Senior Full Stack Data Quality Engineer at Tokio Marine, London St Botolph, £Contract Rate (Outside IR35)

Contract Description

Senior Full Stack Data Quality Engineer (Outside IR35 contract)

Senior Full Stack Data Quality Engineer

Assignment type: Outside IR35

 

The supplier will be engaged to provide specialist hands-on data quality engineering services to the Finance & Data Reporting Product Team across TMHCC’s modern data platform testing, data quality engineering, and test automation.

 

The engagement is focused on delivering agreed testing and automation outcomes across defined operational assurance priorities and initiative delivery outcomes.

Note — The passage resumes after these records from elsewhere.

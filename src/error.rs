//! Error kinds produced by the integrity engine and their mapping to the
//! errno values the FUSE dispatch layer replies with.

use std::fmt;
use std::io;

/// Errors distinguished by the engine.
#[derive(Debug)]
pub enum OverlayError {
    /// Stored digest does not match computed digest.
    Integrity,
    /// Operation forbidden by WORM policy.
    Policy,
    /// A writer handle is already open on this path (see DESIGN.md: concurrent writers).
    Busy,
    /// The host filesystem rejected the call; propagated unchanged.
    Backing(io::Error),
    /// The sidecar store failed to prepare or execute a statement.
    Sidecar(rusqlite::Error),
    /// Requested extended attribute does not exist.
    NoXattr,
    /// Handle or path identifier is no longer valid.
    Stale,
    /// Operation is not implemented by this filesystem.
    NotSupported,
}

impl fmt::Display for OverlayError {
    fn fmt(&self, f: &mut fmt::Formatter<'_>) -> fmt::Result {
        match self {
            OverlayError::Integrity => write!(f, "stored digest does not match backing content"),
            OverlayError::Policy => write!(f, "operation forbidden under WORM policy"),
            OverlayError::Busy => write!(f, "a writer handle is already open on this path"),
            OverlayError::Backing(e) => write!(f, "backing filesystem error: {e}"),
            OverlayError::Sidecar(e) => write!(f, "sidecar store error: {e}"),
            OverlayError::NoXattr => write!(f, "extended attribute not found"),
            OverlayError::Stale => write!(f, "stale handle or path"),
            OverlayError::NotSupported => write!(f, "operation not supported"),
        }
    }
}

impl std::error::Error for OverlayError {
    fn source(&self) -> Option<&(dyn std::error::Error + 'static)> {
        match self {
            OverlayError::Backing(e) => Some(e),
            OverlayError::Sidecar(e) => Some(e),
            _ => None,
        }
    }
}

impl From<io::Error> for OverlayError {
    fn from(e: io::Error) -> Self {
        OverlayError::Backing(e)
    }
}

impl From<rusqlite::Error> for OverlayError {
    fn from(e: rusqlite::Error) -> Self {
        OverlayError::Sidecar(e)
    }
}

impl OverlayError {
    /// Map to the POSIX errno the FUSE reply carries back to the kernel.
    pub fn to_errno(&self) -> i32 {
        match self {
            OverlayError::Integrity => libc::EIO,
            OverlayError::Policy => libc::EACCES,
            OverlayError::Busy => libc::EAGAIN,
            OverlayError::Backing(e) => e.raw_os_error().unwrap_or(libc::EIO),
            OverlayError::Sidecar(_) => libc::EIO,
            OverlayError::NoXattr => libc::ENODATA,
            OverlayError::Stale => libc::ESTALE,
            OverlayError::NotSupported => libc::ENOSYS,
        }
    }
}

pub type OverlayResult<T> = Result<T, OverlayError>;
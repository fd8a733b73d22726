use std::path::PathBuf;

use tempfile::TempDir;
use wormfs::engine::{ChecksumMode, Engine, OpenVerifyMode};
use wormfs::path_map::PathMapper;
use wormfs::sidecar::Sidecar;
use wormfs::worm::WormPolicy;

/// A backing directory plus the engine mounted over it, torn down
/// together when dropped.
pub struct Fixture {
    pub tempdir: TempDir,
    pub engine: Engine,
}

impl Fixture {
    pub fn new() -> Self {
        Self::build(&[], ChecksumMode::WholeFile, OpenVerifyMode::Strict)
    }

    pub fn with_worm(prefixes: &[&str]) -> Self {
        Self::build(prefixes, ChecksumMode::WholeFile, OpenVerifyMode::Strict)
    }

    pub fn with_mode(mode: ChecksumMode) -> Self {
        Self::build(&[], mode, OpenVerifyMode::Strict)
    }

    fn build(prefixes: &[&str], mode: ChecksumMode, open_verify: OpenVerifyMode) -> Self {
        let tempdir = TempDir::new().expect("create temp dir");
        let mapper = PathMapper::new(tempdir.path().to_path_buf());
        let sidecar = Sidecar::open(&tempdir.path().join(".metadata.db")).expect("open sidecar");
        let worm = WormPolicy::new(prefixes.iter().map(|s| s.to_string()));
        let engine = Engine::new(mapper, sidecar, worm, mode, open_verify);
        Self { tempdir, engine }
    }

    pub fn backing_path(&self, virtual_path: &str) -> PathBuf {
        self.tempdir.path().join(virtual_path.trim_start_matches('/'))
    }

    pub fn write_whole(&self, path: &str, data: &[u8]) {
        let fh = self.engine.create(path).expect("create");
        self.engine.write(fh, 0, data).expect("write");
        self.engine.release(fh).expect("release");
    }

    pub fn read_whole(&self, path: &str) -> Vec<u8> {
        let fh = self.engine.open(path, false, false).expect("open for read");
        let data = self.engine.read(fh, 0, 1 << 20).expect("read");
        self.engine.release(fh).expect("release");
        data
    }
}
//! Translates virtual paths into backing-store paths.

use std::path::{Path, PathBuf};

/// Maps virtual paths rooted at `/` onto a fixed backing directory.
#[derive(Debug)]
pub struct PathMapper {
    root: PathBuf,
}

impl PathMapper {
    /// `root` is the backing directory; trailing separators are stripped.
    pub fn new(root: impl Into<PathBuf>) -> Self {
        let root = root.into();
        let trimmed = root.to_string_lossy().trim_end_matches('/').to_string();
        let root = if trimmed.is_empty() { PathBuf::from("/") } else { PathBuf::from(trimmed) };
        Self { root }
    }

    /// Concatenate the root with a virtual path. The caller guarantees
    /// `virtual_path` starts with `/`; no `.`/`..` normalization is
    /// attempted here, matching the dispatch layer's own resolution.
    pub fn map(&self, virtual_path: &str) -> PathBuf {
        let trimmed = virtual_path.trim_start_matches('/');
        if trimmed.is_empty() {
            self.root.clone()
        } else {
            self.root.join(trimmed)
        }
    }
}

/// Join a parent virtual path with a child name, producing a virtual path.
pub fn join_virtual(parent: &str, name: &str) -> String {
    if parent == "/" {
        format!("/{name}")
    } else {
        format!("{parent}/{name}")
    }
}
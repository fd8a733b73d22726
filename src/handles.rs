//! Handle state table: per-open-handle role, running digest, and
//! read-verification cache, plus the path -> handles multimap.

use std::collections::{HashMap, HashSet};
use std::fs::File;
use std::sync::Mutex;

use crate::digest::Fnv1a;

/// Role a handle plays.
#[derive(Debug)]
pub enum Role {
    Reader { verification: Verification },
    WriterFresh { acc: Fnv1a },
    WriterAppend { acc: Fnv1a },
    /// Block-checksum-mode handle: verification happens lazily
    /// per touched block on every read and write, so no whole-file
    /// accumulator or cached verdict is carried here.
    Block { is_writer: bool },
}

/// Per-handle verification result.
#[derive(Debug, Clone, Copy, PartialEq, Eq)]
pub enum Verification {
    Unverified,
    Ok,
    Bad,
}

/// State tracked for one open handle.
pub struct HandleRecord {
    pub path: String,
    pub file: File,
    pub role: Role,
}

struct Inner {
    next_fh: u64,
    handles: HashMap<u64, HandleRecord>,
    by_path: HashMap<String, HashSet<u64>>,
}

/// Process-wide (per-mount) table of open handles, guarded by a single
/// lock released before any host filesystem I/O.
pub struct HandleTable {
    inner: Mutex<Inner>,
}

impl Default for HandleTable {
    fn default() -> Self {
        Self::new()
    }
}

impl HandleTable {
    pub fn new() -> Self {
        Self { inner: Mutex::new(Inner { next_fh: 1, handles: HashMap::new(), by_path: HashMap::new() }) }
    }

    /// Mint a new handle and register it under `path`.
    pub fn insert(&self, path: String, file: File, role: Role) -> u64 {
        let mut inner = self.inner.lock().unwrap();
        let fh = inner.next_fh;
        inner.next_fh += 1;
        inner.by_path.entry(path.clone()).or_default().insert(fh);
        inner.handles.insert(fh, HandleRecord { path, file, role });
        fh
    }

    /// True if a writer handle is already open on `path`.
    pub fn has_writer(&self, path: &str) -> bool {
        let inner = self.inner.lock().unwrap();
        let Some(fhs) = inner.by_path.get(path) else { return false };
        fhs.iter().any(|fh| {
            matches!(
                inner.handles.get(fh),
                Some(r) if matches!(r.role, Role::WriterFresh { .. } | Role::WriterAppend { .. } | Role::Block { is_writer: true })
            )
        })
    }

    /// Remove and return the handle, along with the path it was opened on.
    pub fn remove(&self, fh: u64) -> Option<HandleRecord> {
        let mut inner = self.inner.lock().unwrap();
        let record = inner.handles.remove(&fh)?;
        if let Some(set) = inner.by_path.get_mut(&record.path) {
            set.remove(&fh);
            if set.is_empty() {
                inner.by_path.remove(&record.path);
            }
        }
        Some(record)
    }

    /// Run `f` with mutable access to the handle record, if it exists.
    pub fn with_mut<R>(&self, fh: u64, f: impl FnOnce(&mut HandleRecord) -> R) -> Option<R> {
        let mut inner = self.inner.lock().unwrap();
        inner.handles.get_mut(&fh).map(f)
    }

    /// Reset the accumulator of every open writer handle on `path` to
    /// `new_digest`, used after an external truncate.
    pub fn reset_writer_accumulators(&self, path: &str, new_digest: Fnv1a) {
        let mut inner = self.inner.lock().unwrap();
        let Some(fhs) = inner.by_path.get(path).cloned() else { return };
        for fh in fhs {
            if let Some(record) = inner.handles.get_mut(&fh) {
                match &mut record.role {
                    Role::WriterFresh { acc } | Role::WriterAppend { acc } => *acc = new_digest,
                    Role::Reader { .. } | Role::Block { .. } => {}
                }
            }
        }
    }
}
//! CLI and file-based configuration. CLI flags win
//! over an optional `--config` TOML overlay, which wins over defaults.

use std::path::{Path, PathBuf};

use clap::Parser;
use serde::Deserialize;

use crate::engine::{ChecksumMode, OpenVerifyMode};

#[derive(Parser, Debug)]
#[command(name = "wormfs", about = "A checksummed, WORM-aware FUSE overlay filesystem")]
struct Cli {
    /// Directory whose contents are mirrored through the overlay.
    backing_dir: Option<PathBuf>,

    /// Where to mount the overlay.
    mount_point: Option<PathBuf>,

    /// Optional TOML file overlaying these defaults; CLI flags still win.
    #[arg(long)]
    config: Option<PathBuf>,

    /// Comma-separated virtual-path prefixes enforced as append-only.
    #[arg(long)]
    append_only_dirs: Option<String>,

    /// Checksum granularity.
    #[arg(long, value_enum)]
    checksum_mode: Option<CliChecksumMode>,

    /// Verification strategy for a non-truncating writer open.
    #[arg(long, value_enum)]
    open_verify: Option<CliOpenVerify>,

    /// Extra mount options (e.g. `ro`, `allow_other`, `fsname=wormfs`).
    #[arg(short = 'o', long = "option")]
    mount_options: Vec<String>,
}

#[derive(clap::ValueEnum, Clone, Copy, Debug)]
enum CliChecksumMode {
    Whole,
    Block,
}

#[derive(clap::ValueEnum, Clone, Copy, Debug)]
enum CliOpenVerify {
    Strict,
    Relaxed,
}

#[derive(Deserialize, Default, Debug)]
struct FileConfig {
    backing_dir: Option<PathBuf>,
    mount_point: Option<PathBuf>,
    append_only_dirs: Option<Vec<String>>,
    checksum_mode: Option<String>,
    open_verify: Option<String>,
    mount_options: Option<Vec<String>>,
}

/// Fully resolved mount configuration.
#[derive(Debug)]
pub struct Config {
    pub backing_dir: PathBuf,
    pub mount_point: PathBuf,
    pub append_only_dirs: Vec<String>,
    pub checksum_mode: ChecksumMode,
    pub open_verify: OpenVerifyMode,
    pub mount_options: Vec<String>,
}

impl Config {
    /// Parse CLI arguments and, if `--config` is given, overlay a TOML
    /// file read beforehand; CLI values always take precedence over the
    /// file's.
    pub fn load() -> Result<Self, String> {
        let cli = Cli::parse();
        let file = match &cli.config {
            Some(path) => read_file_config(path)?,
            None => FileConfig::default(),
        };

        let backing_dir = cli
            .backing_dir
            .or(file.backing_dir)
            .ok_or_else(|| "missing required argument: backing_dir".to_string())?;
        let mount_point = cli
            .mount_point
            .or(file.mount_point)
            .ok_or_else(|| "missing required argument: mount_point".to_string())?;

        let append_only_dirs = cli
            .append_only_dirs
            .map(|csv| csv.split(',').map(str::to_string).collect::<Vec<_>>())
            .or(file.append_only_dirs)
            .unwrap_or_default();

        let checksum_mode = match cli.checksum_mode {
            Some(CliChecksumMode::Whole) => ChecksumMode::WholeFile,
            Some(CliChecksumMode::Block) => ChecksumMode::Block,
            None => match file.checksum_mode.as_deref() {
                Some("block") => ChecksumMode::Block,
                Some("whole") | None => ChecksumMode::WholeFile,
                Some(other) => return Err(format!("unknown checksum_mode: {other}")),
            },
        };

        let open_verify = match cli.open_verify {
            Some(CliOpenVerify::Strict) => OpenVerifyMode::Strict,
            Some(CliOpenVerify::Relaxed) => OpenVerifyMode::Relaxed,
            None => match file.open_verify.as_deref() {
                Some("relaxed") => OpenVerifyMode::Relaxed,
                Some("strict") | None => OpenVerifyMode::Strict,
                Some(other) => return Err(format!("unknown open_verify: {other}")),
            },
        };

        let mount_options = if cli.mount_options.is_empty() {
            file.mount_options.unwrap_or_default()
        } else {
            cli.mount_options
        };

        Ok(Config { backing_dir, mount_point, append_only_dirs, checksum_mode, open_verify, mount_options })
    }
}

fn read_file_config(path: &Path) -> Result<FileConfig, String> {
    let text = std::fs::read_to_string(path).map_err(|e| format!("reading {path:?}: {e}"))?;
    toml::from_str(&text).map_err(|e| format!("parsing {path:?}: {e}"))
}
//! The integrity engine: orchestrates the path mapper, sidecar
//! store, WORM policy, and handle table on every read, write, open,
//! release, truncate, unlink, and rename.

use std::fs::OpenOptions;
use std::io::{Seek, SeekFrom, Write};

use crate::block;
use crate::digest::{self, Fnv1a};
use crate::error::{OverlayError, OverlayResult};
use crate::handles::{HandleTable, Role, Verification};
use crate::path_map::PathMapper;
use crate::sidecar::Sidecar;
use crate::worm::WormPolicy;

/// Checksum granularity, selected at mount time.
#[derive(Debug, Clone, Copy, PartialEq, Eq)]
pub enum ChecksumMode {
    WholeFile,
    Block,
}

/// Verification strategy for a non-truncating writer open.
#[derive(Debug, Clone, Copy, PartialEq, Eq)]
pub enum OpenVerifyMode {
    /// Verify and pre-load the digest when opening for append/random-write.
    Strict,
    /// Skip verification at open; recompute the digest from backing
    /// content at release instead of trusting the accumulator.
    Relaxed,
}

pub struct Engine {
    mapper: PathMapper,
    sidecar: Sidecar,
    worm: WormPolicy,
    handles: HandleTable,
    mode: ChecksumMode,
    open_verify: OpenVerifyMode,
}
//! FNV-1a-64 digest computation, whole-file and block-indexed.
//!
//! Offset basis and prime are fixed by the sidecar's checksum format:
//! any incremental computation over a partition of the byte sequence
//! must agree with a single-pass computation over the whole.

use std::fs::File;
use std::io::{self, Read};

const OFFSET_BASIS: u64 = 0x14650FB0739D0383;
const PRIME: u64 = 0x100000001B3;

/// Size of a block in block-indexed checksum mode.
pub const BLOCK_SIZE: u64 = 4096;

/// Incremental FNV-1a-64 accumulator.
#[derive(Debug, Clone, Copy)]
pub struct Fnv1a(u64);

impl Default for Fnv1a {
    fn default() -> Self {
        Self::new()
    }
}

impl Fnv1a {
    pub fn new() -> Self {
        Fnv1a(OFFSET_BASIS)
    }

    /// Reconstruct an accumulator from a previously stored hex digest.
    pub fn from_hex(hex: &str) -> Option<Self> {
        u64::from_str_radix(hex, 16).ok().map(Fnv1a)
    }

    pub fn update(&mut self, bytes: &[u8]) {
        let mut h = self.0;
        for &b in bytes {
            h = (h ^ b as u64).wrapping_mul(PRIME);
        }
        self.0 = h;
    }

    pub fn to_hex(&self) -> String {
        format!("{:016x}", self.0)
    }
}

const CHUNK: usize = 64 * 1024;

/// Digest a byte slice in one pass.
pub fn digest_bytes(bytes: &[u8]) -> String {
    let mut h = Fnv1a::new();
    h.update(bytes);
    h.to_hex()
}

/// Stream the whole file through the accumulator without loading it
/// entirely into memory.
pub fn digest_file(path: &std::path::Path) -> io::Result<String> {
    let mut file = File::open(path)?;
    let mut h = Fnv1a::new();
    let mut buf = vec![0u8; CHUNK];
    loop {
        let n = file.read(&mut buf)?;
        if n == 0 {
            break;
        }
        h.update(&buf[..n]);
    }
    Ok(h.to_hex())
}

The supplier will validate data across the full data lifecycle, including ingestion, transformation, data lake, data warehouse, reporting and BI, APIs, metadata, lineage, and reconciliation.

 

Assignment Tasks / Deliverables

 

Full Stack Data Quality Engineering:

  • Design and execute data quality testing across ingestion, transformation, warehouse, reporting/BI, APIs, metadata, lineage, and reconciliation layers.
  • Validate Snowflake data lake and data warehouse outputs against source systems, business rules, transformation logic, and reporting requirements.
  • Test ETL and ELT processes, dbt models, SQL transformations, data mappings, aggregations, reference data, and downstream Power BI outputs.
  • Apply data quality checks covering accuracy, completeness, consistency, timeliness, validity, uniqueness, and reconciliation.
  • Support root cause analysis of data defects and collaborate with engineering and business stakeholders to support timely resolution of agreed data quality findings.
  • Provide clear test evidence, defect analysis, risk commentary, and release readiness input for product delivery decisions.

 

Automation Framework and Test Harness Maturity:

  • Maintain and improve the existing dbt Core/dbt Cloud test harness for Snowflake-based data validation.
  • Extend reusable automated test coverage for ingestion checks, transformation validation, regression testing, reconciliation, and reporting validation.
  • Improve the test harness architecture so that it is easier to maintain, extend, and reuse across agreed assurance activities and defined initiative delivery outcomes.
  • Build automated checks and supporting utilities using dbt, SQL, Python, GitHub, Azure DevOps, and relevant cloud data platform tooling.
  • Integrate automated tests into CI/CD workflows to enable earlier detection of data quality issues.
  • Create practical reusable assets such as test patterns, dbt macros, validation templates, regression packs, and framework documentation.
  • Identify manual testing activities that can be automated to improve speed, repeatability, and confidence.

 

Legacy and Modern Data Platform Assurance:

  • Deliver testing across the FDR transitional estate, including legacy SQL Data Warehouse and Snowflake modern data platform components, where included within agreed scope.
  • Provide reconciliation and regression testing where data flows, reports, or downstream products are impacted by ERS migration activity.
  • Assess risks arising from coexistence of legacy and modern platforms, including source mapping, transformation differences, reporting impacts, and cutover-related validation.
  • Collaborate with FDR stakeholders and wider programme teams to understand dependencies, testing scope, acceptance criteria, and data quality implications.
  • Ensure test approaches reflect both current-state operational needs and future-state platform direction

 

Product Delivery Leadership & Stakeholder Engagement:

  • Collaborate with the Engineering Delivery Lead, Product Owner, Business Analysts, Developers, offshore partners, and Quality Engineering Practice as required to agree scope, dependencies, risks, and acceptance criteria.
  • Translate business rules and data requirements into testable validation logic and automated checks.
  • Support agreed operational assurance priorities and initiative delivery outcomes by applying risk-based testing and prioritising effort based on business impact.
  • Participate in relevant delivery ceremonies where required to agree scope, dependencies, data quality risks, defect triage, release readiness, and delivery governance input.
  • Provide concise reporting on test progress, automation coverage, defects, data quality risks, and delivery blockers.
  • Work pragmatically with the evolving FDR operating model, supporting improved efficiency through stronger engineering-led testing practices and reusable deliverables.

 

Quality Engineering Maturity:

  • Share knowledge and practical guidance on dbt testing, Snowflake validation, reconciliation, and automated data quality checks.
  • Help improve testing standards, reusable patterns, and quality metrics within the Finance & Data Reporting Product Team.
  • Enable client teams to understand, use, and extend the test harness through reusable guidance, documentation, and knowledge transfer.
  • Contribute to quality measures such as test coverage, automation coverage, defect leakage, regression effectiveness, and data quality trends.
  • Leave behind maintainable documentation, reusable patterns, and clear handover material to support continuity beyond the contract period.